Directions for this task: Would you go through the records below and copy each line with the string "FileOperations"?

Material provided:
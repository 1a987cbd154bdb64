//! File operations: create, delete, write, read, rename, copy
//!
//! Two layers over the REAL filesystem:
//! - free functions returning `Result<_, FileOpError>` with a cause kind
//! - `FileOperations`, which swallows failures into `false`/`""`/`None`
//!   and reports them to a `DiagnosticSink`

mod diagnostics;
mod error;
mod file_copy;
mod file_create;
mod file_delete;
mod file_read;
mod file_rename;
mod file_write;
mod operations;

pub use diagnostics::{CollectingSink, Diagnostic, DiagnosticSink, TracingSink};
pub use error::{FileOpError, FileOpErrorKind, Result};
pub use file_copy::file_copy;
pub use file_create::file_create;
pub use file_delete::{file_delete, file_exists};
pub use file_read::{file_read_all, file_read_lines};
pub use file_rename::file_rename;
pub use file_write::{file_write, WriteMode};
pub use operations::FileOperations;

Answer section:
//! - `FileOperations`, which swallows failures into `false`/`""`/`None`
pub use operations::FileOperations;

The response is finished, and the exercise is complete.